In the past 10 months, for example, about a half-dozen midlevel financiers and logistics experts working with Al Qaeda have been captured and are being held by intelligence services in four Middle Eastern countries after the United States provided information that led to their arrests by local security services, a former American counterterrorism official said.

In addition, Pakistan's intelligence and security services captured a Saudi suspect and a Yemeni suspect this year with the help of American intelligence and logistical support, Pakistani officials said. The two are the highest-ranking Qaeda operatives captured since President Obama took office, but they are still being held by Pakistan, which has shared information from their interrogations with the United States, the official said.

The current approach, which began in the last two years of the Bush administration and has gained momentum under Mr. Obama, is driven in part by court rulings and policy changes that have closed the secret prisons run by the Central Intelligence Agency, and all but ended the transfer of prisoners from outside Iraq and Afghanistan to American military prisons.

When George Bush sent terrorists to other countries for interrogation the Left went orbital with outrage. President Obama assured us that he would not accept the "failed policies of the past," but how is what the Times reports any different than what Bush did? Instead of sending the prisoners to foreign countries to have their fingernails pulled out our people just tell their people where to find the bad guys and let their people make the arrest and take the terrorists home to be hooked up to the electrodes.

Further on in the article it mentions the difficulty Obama administration officials are struggling with trying to figure out where high level detainees will be kept now that the president has promised to close down Guantanamo. Of course, just because he promised to close Gitmo ...well, by now you probably get the picture.
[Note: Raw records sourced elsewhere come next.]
//! In-process [`KvStore`] for tests and local runs without Redis.
//!
//! Expiry is lazy: an expired key is dropped the next time it is touched.
//! The lock is `parking_lot` and is never held across an `.await`.

use std::collections::{BTreeSet, HashMap};
use std::sync::Arc;
use std::time::{Duration, Instant};

use async_trait::async_trait;
use parking_lot::RwLock;

use super::{KvStore, StoreError};

#[derive(Debug, Clone)]
enum Value {
    Str(String),
    Hash(HashMap<String, String>),
    Set(BTreeSet<String>),
}

#[derive(Debug, Clone)]
struct Slot {
    value: Value,
    expires_at: Option<Instant>,
}

impl Slot {
    fn live(&self, now: Instant) -> bool {
        self.expires_at.map_or(true, |at| at > now)
    }
}

/// Thread-safe, cloneable in-memory store.
#[derive(Debug, Clone, Default)]
pub struct MemoryStore {
    data: Arc<RwLock<HashMap<String, Slot>>>,
}

impl MemoryStore {
    pub fn new() -> Self {
        Self::default()
    }

    /// Number of live keys.
    pub fn len(&self) -> usize {
        let now = Instant::now();
        self.data.read().values().filter(|s| s.live(now)).count()
    }

    pub fn is_empty(&self) -> bool {
        self.len() == 0
    }

    /// Run `f` on the live slot at `key`, purging it first if expired.
    fn with_slot<R>(&self, key: &str, f: impl FnOnce(Option<&Slot>) -> R) -> R {
        let now = Instant::now();
        let mut guard = self.data.write();
        if guard.get(key).is_some_and(|s| !s.live(now)) {
            guard.remove(key);
        }
        f(guard.get(key))
    }
}

#[async_trait]
impl KvStore for MemoryStore {
    async fn get(&self, key: &str) -> Result<Option<String>, StoreError> {
        self.with_slot(key, |slot| match slot.map(|s| &s.value) {
            None => Ok(None),
            Some(Value::Str(s)) => Ok(Some(s.clone())),
            Some(_) => Err(StoreError::WrongType(key.to_string())),
        })
    }

    async fn set(&self, key: &str, value: &str, ttl: Option<Duration>) -> Result<(), StoreError> {
        let slot = Slot {
            value: Value::Str(value.to_string()),
            expires_at: ttl.map(|d| Instant::now() + d),
        };
        self.data.write().insert(key.to_string(), slot);
        Ok(())
    }

    async fn take(&self, key: &str) -> Result<Option<String>, StoreError> {
        let now = Instant::now();
        let mut guard = self.data.write();
        let Some(slot) = guard.remove(key) else {
            return Ok(None);
        };
        if !slot.live(now) {
            return Ok(None);
        }
        match slot.value {
            Value::Str(s) => Ok(Some(s)),
            other => {
                guard.insert(
                    key.to_string(),
                    Slot {
                        value: other,
                        expires_at: slot.expires_at,
                    },
                );
                Err(StoreError::WrongType(key.to_string()))
            }
        }
    }

    async fn delete(&self, key: &str) -> Result<bool, StoreError> {
        let now = Instant::now();
        Ok(self
            .data
            .write()
            .remove(key)
            .is_some_and(|slot| slot.live(now)))
    }

    async fn hash_get_all(&self, key: &str) -> Result<HashMap<String, String>, StoreError> {
        self.with_slot(key, |slot| match slot.map(|s| &s.value) {
            None => Ok(HashMap::new()),
            Some(Value::Hash(h)) => Ok(h.clone()),
            Some(_) => Err(StoreError::WrongType(key.to_string())),
        })
    }

    async fn hash_set(&self, key: &str, fields: &[(String, String)]) -> Result<(), StoreError> {
        let mut guard = self.data.write();
        let now = Instant::now();
        let slot = guard.entry(key.to_string()).or_insert_with(|| Slot {
            value: Value::Hash(HashMap::new()),
            expires_at: None,
        });
        if !slot.live(now) {
            *slot = Slot {
                value: Value::Hash(HashMap::new()),
                expires_at: None,
            };
        }
        match &mut slot.value {
            Value::Hash(h) => {
                h.extend(fields.iter().cloned());
                Ok(())
            }
            _ => Err(StoreError::WrongType(key.to_string())),
        }
    }

    async fn set_add(&self, key: &str, member: &str) -> Result<bool, StoreError> {
        let mut guard = self.data.write();
        let now = Instant::now();
        let slot = guard.entry(key.to_string()).or_insert_with(|| Slot {
            value: Value::Set(BTreeSet::new()),
            expires_at: None,
        });
        if !slot.live(now) {
            *slot = Slot {
                value: Value::Set(BTreeSet::new()),
                expires_at: None,
            };
        }
        match &mut slot.value {
            Value::Set(s) => Ok(s.insert(member.to_string())),
            _ => Err(StoreError::WrongType(key.to_string())),
        }
    }

    async fn set_members(&self, key: &str) -> Result<Vec<String>, StoreError> {
        self.with_slot(key, |slot| match slot.map(|s| &s.value) {
            None => Ok(Vec::new()),
            Some(Value::Set(s)) => Ok(s.iter().cloned().collect()),
            Some(_) => Err(StoreError::WrongType(key.to_string())),
        })
    }

    async fn ping(&self) -> Result<(), StoreError> {
        Ok(())
    }
}
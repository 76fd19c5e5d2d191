//! # Signature Registry
//!
//! The ledger-backed record store the issuer anchors signatures in, seen
//! through the two read-only calls the verifier needs.
//!
//! Production uses [`crate::evm::EvmRegistryClient`]; tests and local runs use
//! [`InMemoryRegistry`].

use std::collections::HashMap;
use std::sync::Arc;

use async_trait::async_trait;
use parking_lot::RwLock;
use rgdm_core::{Address, Keccak256Digest};

/// A stored attestation.
#[derive(Debug, Clone, PartialEq, Eq)]
pub struct RegistryRecord {
    /// Hex-encoded personal-message signature.
    pub signature: String,
}

/// Errors talking to the registry.
#[derive(Debug, thiserror::Error)]
pub enum RegistryError {
    /// Transport failure, timeout, or non-2xx response.
    #[error("registry unavailable: {reason}")]
    Unavailable {
        /// Underlying transport error.
        reason: String,
    },

    /// The node answered with a JSON-RPC error object.
    #[error("registry call {method} failed: {reason}")]
    Rpc {
        /// JSON-RPC method that failed.
        method: String,
        /// The node's error message.
        reason: String,
    },

    /// The node answered but the payload could not be decoded.
    #[error("malformed registry response: {reason}")]
    Decode {
        /// What could not be decoded.
        reason: String,
    },
}

/// Read-only view of the signature registry.
#[async_trait]
pub trait SignatureRegistry: Send + Sync {
    /// The registry contract's owner.
    async fn owner(&self) -> Result<Address, RegistryError>;

    /// The record stored under `hash`, or `None` when nothing is stored there.
    async fn record(&self, hash: &Keccak256Digest) -> Result<Option<RegistryRecord>, RegistryError>;
}

#[async_trait]
impl<T: SignatureRegistry + ?Sized> SignatureRegistry for Arc<T> {
    async fn owner(&self) -> Result<Address, RegistryError> {
        (**self).owner().await
    }

    async fn record(&self, hash: &Keccak256Digest) -> Result<Option<RegistryRecord>, RegistryError> {
        (**self).record(hash).await
    }
}

/// Registry held in process memory.
#[derive(Debug, Clone)]
pub struct InMemoryRegistry {
    owner: Address,
    records: Arc<RwLock<HashMap<Keccak256Digest, RegistryRecord>>>,
}

impl InMemoryRegistry {
    /// Empty registry reporting `owner` as the contract owner.
    pub fn new(owner: Address) -> Self {
        Self {
            owner,
            records: Arc::new(RwLock::new(HashMap::new())),
        }
    }

    /// Anchor a signature under `hash`, replacing any previous record.
    pub fn anchor(&self, hash: Keccak256Digest, signature: impl Into<String>) {
        self.records.write().insert(
            hash,
            RegistryRecord {
                signature: signature.into(),
            },
        );
    }

    /// Number of anchored records.
    pub fn len(&self) -> usize {
        self.records.read().len()
    }

    /// Whether nothing has been anchored.
    pub fn is_empty(&self) -> bool {
        self.len() == 0
    }
}

#[async_trait]
impl SignatureRegistry for InMemoryRegistry {
    async fn owner(&self) -> Result<Address, RegistryError> {
        Ok(self.owner.clone())
    }

    async fn record(&self, hash: &Keccak256Digest) -> Result<Option<RegistryRecord>, RegistryError> {
        Ok(self.records.read().get(hash).cloned())
    }
}

#[cfg(test)]
mod tests {
    use super::*;
    use rgdm_core::keccak256;

    fn owner() -> Address {
        Address::parse("0x0000000000000000000000000000000000000abc").unwrap()
    }

    #[tokio::test]
    async fn anchored_record_is_returned() {
        let registry = InMemoryRegistry::new(owner());
        let hash = keccak256("message");
        registry.anchor(hash, "0xsig");
        assert_eq!(
            registry.record(&hash).await.unwrap(),
            Some(RegistryRecord { signature: "0xsig".into() })
        );
        assert_eq!(registry.len(), 1);
    }

    #[tokio::test]
    async fn unknown_hash_is_none() {
        let registry = InMemoryRegistry::new(owner());
        assert!(registry.record(&keccak256("nothing")).await.unwrap().is_none());
        assert!(registry.is_empty());
    }

    #[tokio::test]
    async fn works_behind_dyn_arc() {
        let registry: Arc<dyn SignatureRegistry> = Arc::new(InMemoryRegistry::new(owner()));
        assert_eq!(registry.owner().await.unwrap(), owner());
    }
}
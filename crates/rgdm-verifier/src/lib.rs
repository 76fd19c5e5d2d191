#![deny(missing_docs)]
//! # rgdm-verifier: Presentation Verification
//!
//! Decides whether a presented credential's disclosed attributes match a
//! signature a trusted issuer anchored on the ledger earlier.
//!
//! ## Pipeline
//!
//! ```text
//! attributes ─reduce─▶ map ─JCS─▶ JSON literal ─keccak─▶ payloadHash
//! {publicKey, encPayloadHash, payloadHash} ─JCS─▶ jsonMessage ─keccak─▶ messageHash
//! registry.record(messageHash).signature + jsonMessage ─EIP-191 recover─▶ signer
//! signer == trusted key
//! ```
//!
//! ## Modules
//!
//! - [`config`]: environment-driven verifier configuration.
//! - [`message`]: payload hash and verification message encoding.
//! - [`recover`]: personal-message signing and signer recovery (secp256k1).
//! - [`registry`]: the [`SignatureRegistry`] collaborator and an in-memory implementation.
//! - [`evm`]: JSON-RPC `eth_call` implementation of the registry.
//! - [`verifier`]: the [`PresentationVerifier`] itself.

pub mod config;
pub mod evm;
pub mod message;
pub mod recover;
pub mod registry;
pub mod verifier;

pub use config::{VerifierConfig, VerifierConfigError};
pub use evm::EvmRegistryClient;
pub use message::{payload_hash, EncodedMessage, VerificationMessage};
pub use recover::{address_of, recover_personal_signer, sign_personal_message, RecoveryError};
pub use registry::{InMemoryRegistry, RegistryError, RegistryRecord, SignatureRegistry};
pub use verifier::{DynVerifier, PresentationVerifier, VerificationError};
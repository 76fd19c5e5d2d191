//! # Canonical Serialization: JCS (RFC 8785)
//!
//! This module defines [`CanonicalJson`], the sole construction path for text
//! that is hashed and compared against signatures anchored on the ledger.
//!
//! ## Compatibility Invariant
//!
//! The signatures were produced by a JavaScript issuer using
//! `JSON.stringify(canonicalize(value))`. Two consequences:
//!
//! 1. Canonical text must match RFC 8785 byte for byte: object keys sorted by
//!    UTF-16 code units, ECMAScript number formatting, `JSON.stringify` string
//!    escaping, no whitespace.
//! 2. The hashed text is the canonical text *encoded again as a JSON string
//!    literal* ([`CanonicalJson::to_json_literal`]). Collapsing the two steps
//!    changes every hash.
//!
//! ## Number Formatting
//!
//! Integers outside the IEEE-754 safe range are formatted from their `f64`
//! approximation, the same value a JavaScript client would have parsed.

use serde::Serialize;
use serde_json::{Number, Value};

use crate::error::CanonicalizationError;

/// 2^53, the largest magnitude at which every integer is exact in an `f64`.
const MAX_SAFE_INTEGER: u64 = 9_007_199_254_740_992;

/// Text produced exclusively by RFC 8785 canonicalization.
///
/// The inner `String` is private. Downstream code can only construct
/// `CanonicalJson` through [`CanonicalJson::new()`].
#[derive(Debug, Clone, PartialEq, Eq, Hash)]
pub struct CanonicalJson(String);

impl CanonicalJson {
    /// Canonicalize any serializable value.
    ///
    /// Integers beyond 2^53 are coerced to `f64` first; the rest is handed
    /// to `serde_jcs`.
    pub fn new(obj: &impl Serialize) -> Result<Self, CanonicalizationError> {
        let value = coerce_json_value(serde_json::to_value(obj)?)?;
        Ok(Self(serialize_canonical(&value)?))
    }

    /// The canonical text.
    pub fn as_str(&self) -> &str {
        &self.0
    }

    /// Consume and return the canonical text.
    pub fn into_string(self) -> String {
        self.0
    }

    /// Encode the canonical text as a JSON string literal.
    ///
    /// This is the second half of `JSON.stringify(canonicalize(value))`: the
    /// result starts and ends with `"` and escapes the inner quotes.
    pub fn to_json_literal(&self) -> Result<String, CanonicalizationError> {
        Ok(serde_json::to_string(&self.0)?)
    }
}

impl AsRef<str> for CanonicalJson {
    fn as_ref(&self) -> &str {
        &self.0
    }
}

impl std::fmt::Display for CanonicalJson {
    fn fmt(&self, f: &mut std::fmt::Formatter<'_>) -> std::fmt::Result {
        f.write_str(&self.0)
    }
}

/// Recursively coerce JSON values so that every number reads the way a
/// JavaScript client parsed it.
///
/// 1. `null`, `bool`, `string`, floats, and safe integers pass through.
/// 2. Integers beyond 2^53 become their nearest `f64`.
/// 3. `object` values and `array` elements are recursed.
fn coerce_json_value(value: Value) -> Result<Value, CanonicalizationError> {
    match value {
        Value::Null | Value::Bool(_) | Value::String(_) => Ok(value),
        Value::Number(ref n) => {
            let unsafe_integer = match (n.as_u64(), n.as_i64()) {
                (Some(u), _) => u > MAX_SAFE_INTEGER,
                (None, Some(i)) => i.unsigned_abs() > MAX_SAFE_INTEGER,
                (None, None) => false,
            };
            if !unsafe_integer {
                return Ok(value);
            }
            match n.as_f64() {
                Some(f) => Number::from_f64(f)
                    .map(Value::Number)
                    .ok_or(CanonicalizationError::NonFiniteNumber(f)),
                None => Ok(value),
            }
        }
        Value::Object(map) => {
            let mut coerced = serde_json::Map::new();
            for (k, v) in map {
                coerced.insert(k, coerce_json_value(v)?);
            }
            Ok(Value::Object(coerced))
        }
        Value::Array(arr) => {
            let coerced: Result<Vec<_>, _> = arr.into_iter().map(coerce_json_value).collect();
            Ok(Value::Array(coerced?))
        }
    }
}

/// Serialize a JSON value in JCS-canonical form (RFC 8785).
///
/// `serde_jcs` sorts keys by UTF-16 code units, formats floats with the
/// ECMAScript algorithm, and escapes strings as `JSON.stringify` does.
fn serialize_canonical(value: &Value) -> Result<String, CanonicalizationError> {
    Ok(serde_jcs::to_string(value)?)
}

#[cfg(test)]
mod tests {
    use super::*;
    use serde_json::json;

    fn canon(value: Value) -> String {
        CanonicalJson::new(&value).unwrap().into_string()
    }

    #[test]
    fn sorts_keys_recursively() {
        assert_eq!(
            canon(json!({"b": 2, "a": {"z": 1, "y": [{"d": 1, "c": 2}]}})),
            r#"{"a":{"y":[{"c":2,"d":1}],"z":1},"b":2}"#
        );
    }

    #[test]
    fn keys_sort_by_utf16_code_units() {
        // U+10000 encodes as a surrogate pair starting 0xD800, which sorts
        // before U+FFFF in UTF-16 even though it is the larger code point.
        let value = json!({"\u{FFFF}": 1, "\u{10000}": 2, "a": 3});
        assert_eq!(canon(value), "{\"a\":3,\"\u{10000}\":2,\"\u{FFFF}\":1}");
    }

    #[test]
    fn arrays_keep_their_order() {
        assert_eq!(canon(json!([3, 1, 2])), "[3,1,2]");
    }

    #[test]
    fn scalars() {
        assert_eq!(canon(json!(null)), "null");
        assert_eq!(canon(json!(true)), "true");
        assert_eq!(canon(json!("paris")), "\"paris\"");
        assert_eq!(canon(json!({})), "{}");
    }

    #[test]
    fn string_escaping_matches_json_stringify() {
        assert_eq!(canon(json!("a\"b\\c\n\t")), r#""a\"b\\c\n\t""#);
        assert_eq!(canon(json!("\u{1}")), r#""\u0001""#);
        assert_eq!(canon(json!("é€")), "\"é€\"");
    }

    #[test]
    fn es_number_formatting() {
        assert_eq!(canon(json!(1.5)), "1.5");
        assert_eq!(canon(json!(100.0)), "100");
        assert_eq!(canon(json!(-0.0)), "0");
        assert_eq!(canon(json!(1e21)), "1e+21");
        assert_eq!(canon(json!(1e20)), "100000000000000000000");
        assert_eq!(canon(json!(0.000001)), "0.000001");
        assert_eq!(canon(json!(1e-7)), "1e-7");
        assert_eq!(canon(json!(-2.5e-9)), "-2.5e-9");
        assert_eq!(canon(json!(123.456)), "123.456");
    }

    #[test]
    fn safe_integers_pass_through_coercion() {
        let value = json!({"n": 9007199254740992u64, "m": [-7]});
        assert_eq!(coerce_json_value(value.clone()).unwrap(), value);
    }

    #[test]
    fn unsafe_integers_follow_double_precision() {
        let value: Value = serde_json::from_str(r#"{"n":9007199254740993}"#).unwrap();
        assert_eq!(canon(value), r#"{"n":9007199254740992}"#);
        assert_eq!(canon(json!({"n": -42})), r#"{"n":-42}"#);
    }

    #[test]
    fn json_literal_double_encodes() {
        let cj = CanonicalJson::new(&json!({"city": "paris"})).unwrap();
        assert_eq!(cj.as_str(), r#"{"city":"paris"}"#);
        assert_eq!(cj.to_json_literal().unwrap(), r#""{\"city\":\"paris\"}""#);
    }
}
Hot Air points out that this is the second Bush policy in the last three days for which the Left trashed Bush but which Obama appears to be continuing. The other one is to continue to hold detainees indefinitely without trial.

What a slickster. His modus operandi is to fire up the opposition to Bush, give everyone the impression that he's the antithesis of Bush, and then continue doing much the same things Bush did while his adoring supporters ooh and ahh over how he's purged us of the evil policies of the past and brought us "change." How long will it be before it dawns on those same supporters in the media and elsewhere that they've been conned pretty much like Paul Newman conned Robert Shaw in The Sting?